In the guise of a business corporation, Holy Soft sell us the Internet user, packaged faiths in Plug & Pray, an imaginative play on “choose your religion, choose your politics”. The web site itself is well designed, presented with an accurate and meticulous verve. If you were to take the time to observe official software-selling sites on the Internet you’d notice the blanketing of dubious commercial presentations with sober identities that Plug & Pray have consciously mimicked. It seems authentic at first glance, (almost) believable.

If you are tempted by the offers that Holy Soft have kindly put together for you the net consumer, there are various kits available so you can acquire a faith of your choice such as Christianity, Judaism, Hinduism, Islam and Buddhism. You may choose from a selection of popular standard and deluxe packages for the contemporary, postmodern religious chameleon packaged CD-ROMs. The Plug & Pray site also suggests that if you have recently been through the experience of a new Taliban invasion or you think that your life as a good Christian is jeopardized, you can switch faiths accordingly.

In their press release it says “The Plug & Pray” concept borrows its name and reinterprets the famous idea behind ‘plug and play’ technology. PnP is now a synonym for easy hardware installation and hassle-free software set up that allows you to immediately start using a new HW device or SW application. “Play” becomes “Pray” – your conversion is instantaneous, smooth and seamless.

This cultural subversion of net-based commerce by Internet art activists is one of a number of such conceptual adventures explored and enjoyed by many of us over the years. Alexei Shulgin’s FuckU-FuckMe created in 1999 is a suitable reference for a critical response and an imaginative approach to selling IT packages. It succeeds in breaking down the definition, or illusion of what is presumed authentic. In the FAQ section of the site it says “FuckU-FuckMe is the most powerful, pleasurable, inexpensive, and only dual-party Internet remote intercourse tool on the market today.” Like Plug & Pray it offers a parodic technological solution for our personal needs with a virtual product.
OK, let’s take another step back, three years in time to 1996. Heath Bunting set up a project called Skint – The Internet Beggar. And it’s still accessible as a single, simple web form.
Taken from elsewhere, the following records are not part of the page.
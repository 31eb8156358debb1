//! Marker-driven partition of a body into per-opportunity blocks.

use regex::Regex;

use crate::model::SplitBlock;

/// Split `body` into [`SplitBlock`]s using `marker_patterns`. A line is a
/// marker only if it matches one of `marker_patterns` and its index is
/// strictly between `skip_lines` and `total - skip_lines` — lines near
/// either edge of the body can never be markers, even if they match.
pub fn split(body: &str, marker_patterns: &[String], skip_lines: usize) -> Vec<SplitBlock> {
    let lines: Vec<&str> = body.lines().collect();
    let total = lines.len();

    let compiled: Vec<Regex> = marker_patterns
        .iter()
        .filter_map(|p| Regex::new(p).ok())
        .collect();

    let markers: Vec<usize> = (0..total)
        .filter(|&i| i > skip_lines && i + skip_lines < total)
        .filter(|&i| compiled.iter().any(|re| re.is_match(lines[i])))
        .collect();

    if markers.is_empty() {
        let joined = lines.join("\n");
        let trimmed = joined.trim();
        return if trimmed.is_empty() {
            Vec::new()
        } else {
            vec![SplitBlock {
                text: trimmed.to_string(),
                start_line: 0,
                end_line: total.saturating_sub(1),
            }]
        };
    }

    let mut blocks = Vec::with_capacity(markers.len());
    for (idx, &start) in markers.iter().enumerate() {
        let end = markers.get(idx + 1).map_or(total, |&next| next) - 1;
        let text = lines[start..=end].join("\n");
        let trimmed = text.trim();
        if trimmed.is_empty() {
            continue;
        }
        blocks.push(SplitBlock {
            text: trimmed.to_string(),
            start_line: start,
            end_line: end,
        });
    }
    blocks
}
On it, the Internet Beggar persona asks for online donations from visiting net surfers. At the top of the page is a statement from the beggar “lurking in piss and puke stinking alleys of the info supa high way squatting almost invisibly in piles of corporate data trash the internet beggar only concerned with his own addictions tries to blag a dollar off disgusted passers-by”.

Unlike Heath Bunting who actually put the online payments into his bank account. Holy Soft’s web site offers an order form page, which asks the customer to buy one of the member’s t-shirts instead. With Heath’s piece the product salves your debilitated conscience. By buying a Plug & Pray t-shirt one is buying into the capitalist game that is being prayed.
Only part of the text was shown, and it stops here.